La spesa per il procurement è di gran lunga la voce di costo maggiore per le aziende che hanno un business fondato sulla vendita di prodotti. Queste organizzazioni destinano infatti in media il 40-45% delle proprie revenue agli acquisti, ma la maggior parte di loro ammette che quest’area potrebbe essere gestita meglio.

In una recente ricerca sull’Intelligent Spend Management condotta da IDC e promossa da SAP, il 90% degli intervistati ha dichiarato che esistono margini di miglioramento per controllare i propri livelli di spesa in modo più efficiente.

Gestendo gli acquisti con sistemi che sono retaggio del passato e di tecnologie obsolete – alcune ancora basate su supporti cartacei – le aziende stanno perdendo importanti opportunità per crescere con successo. L’analisi di IDC ha anche evidenziato che le organizzazioni riconoscono i vantaggi di un nuovo approccio al procurement che offre una visione completa della spesa in tutte le categorie, dai materiali diretti e indiretti ai viaggi di lavoro, dalla forza lavoro esterna all’acquisto di servizi.

Il 95% degli intervistati pronto a investire

IDC ha intervistato oltre 800 responsabili di spend management in quattro regioni a livello globale per comprendere lo stato attuale del mercato e la disponibilità nei confronti di nuovi approcci. Agli intervistati è stato chiesto quali fossero le sfide legate al loro ruolo, le esigenze più importanti e le reazioni al concetto di gestione della spesa intelligente.

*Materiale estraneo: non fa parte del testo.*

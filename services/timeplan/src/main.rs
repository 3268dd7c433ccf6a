//! Temporal planning tool for composite weather maps.
//!
//! Resolves an operator-entered time for a set of map factors and prints the
//! aligned timestamps as JSON:
//! - Cadence boundaries for observations, model runs and satellite
//! - Issuance times for convective outlooks
//! - Display stamps and the map title

mod config;
mod factors;

use std::path::PathBuf;

use anyhow::{Context, Result};
use chrono::{DateTime, Utc};
use clap::Parser;
use serde_json::json;
use tracing::{info, warn, Level};
use tracing_subscriber::FmtSubscriber;
use wx_time::{
    classify, instant::from_iso8601, AlignmentMode, OutlookPolicy, RawInstant, TemporalEngine,
};

#[derive(Parser, Debug)]
#[command(name = "timeplan")]
#[command(about = "Align a requested time to the products of a weather map")]
struct Args {
    /// Requested time: `recent`, `today, H[, M]`, `Y, M, D, H[, M]` or ISO 8601
    #[arg(short, long, default_value = "recent")]
    time: RawInstant,

    /// Map factors, comma separated (e.g. temperature,temp_contours,day1)
    #[arg(short, long, value_delimiter = ',', required = true)]
    factors: Vec<String>,

    /// Alignment mode (raw, sync, near, async); overrides the config file
    #[arg(short, long)]
    mode: Option<AlignmentMode>,

    /// Outlook policy (recent, latest); overrides the config file
    #[arg(long)]
    outlook_policy: Option<OutlookPolicy>,

    /// Alignment config file (YAML)
    #[arg(long, env = "TIMEPLAN_CONFIG")]
    config: Option<PathBuf>,

    /// Pin the current time (ISO 8601), for replaying past requests
    #[arg(long, env = "TIMEPLAN_NOW")]
    now: Option<String>,

    /// Log level
    #[arg(long, default_value = "warn")]
    log_level: String,
}

fn main() -> Result<()> {
    // Load environment from .env file if present
    dotenvy::dotenv().ok();

    let args = Args::parse();

    // Logs go to stderr so stdout stays clean JSON
    let level = match args.log_level.to_lowercase().as_str() {
        "trace" => Level::TRACE,
        "debug" => Level::DEBUG,
        "info" => Level::INFO,
        "warn" => Level::WARN,
        "error" => Level::ERROR,
        _ => Level::INFO,
    };

    let subscriber = FmtSubscriber::builder()
        .with_max_level(level)
        .with_target(true)
        .with_writer(std::io::stderr)
        .json()
        .finish();

    tracing::subscriber::set_global_default(subscriber)?;

    let config = config::load_config(args.config.as_deref())?;
    let mode = args.mode.unwrap_or(config.mode);
    let policy = args.outlook_policy.unwrap_or(config.outlook_policy);

    let now: DateTime<Utc> = match &args.now {
        Some(s) => from_iso8601(s).with_context(|| format!("Invalid --now value '{s}'"))?,
        None => Utc::now(),
    };

    let codes = factors::codes_for(&args.factors)?;

    // Outlook and warning only maps have nothing to synchronize
    let mode = if mode != AlignmentMode::Raw && classify(codes.iter().copied()).primary().is_none() {
        warn!(requested = %mode, "No cadence-based factor requested, using raw alignment");
        AlignmentMode::Raw
    } else {
        mode
    };

    info!(time = %args.time, mode = %mode, policy = %policy, "Planning map time");

    let engine = TemporalEngine::new(&config).context("Invalid alignment config")?;
    let descriptor = engine
        .build_raw(&args.time, now, mode, policy, codes)
        .with_context(|| format!("Failed to align '{}'", args.time))?;

    let parts: Vec<&str> = args.factors.iter().map(String::as_str).collect();
    let output = json!({
        "title": descriptor.title(&parts),
        "partition_path": descriptor.stamps().partition_path(),
        "descriptor": descriptor,
    });
    println!("{}", serde_json::to_string_pretty(&output)?);

    Ok(())
}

Il 95% circa degli intervistati ha dichiarato di essere propenso a investire e implementare una piattaforma di Intelligent Spend Management entro due anni, per favorire un processo più connesso, agile e trasparente.

IDC ritiene che le organizzazioni riconoscano il vantaggio di una piattaforma unica per la gestione delle spese. E’ anche importante che tale piattaforma consenta di sfruttare il machine learning e altre tecnologie emergenti per estrarre dati utili al fine di prendere decisioni più informate, non solo per risparmiare sui costi e ridurre il rischio legato ai fornitori, ma anche per aiutare le organizzazioni nel raggiungimento degli obiettivi di business.

Il report che presenta i risultati della ricerca di IDC promossa da SAP, “The Future of Spend Management: Approaches, Opportunities, and Challenges in a Digital World” (Il futuro della gestione delle spese: approcci, opportunità e sfide in un mondo digitale) esplora i vantaggi principali per le persone, i processi e le tecnologie che si uniscono per potenziare il futuro della gestione dell’area procurement.

“In tempi di incertezza economica diventa sempre più importante per le aziende focalizzarsi su nuovi livelli di efficienza, compliance e una miglior gestione della forza lavoro. Le aziende dovranno rivedere i processi di spending, investendo in nuovi modelli non solo per tagliare i costi, ma per generare valore per il business”, ha commentato Fabrizio Fassone, Head of Intelligent Spend Management SAP Italia e Grecia. “Le soluzioni SAP Ariba e SAP Fieldglass aiutano i clienti a monitorare e gestire ogni singola voce di spesa in una vista univoca e in tempo reale, permettendo ai responsabili di focalizzarsi sulle componenti più strategiche della propria attività”.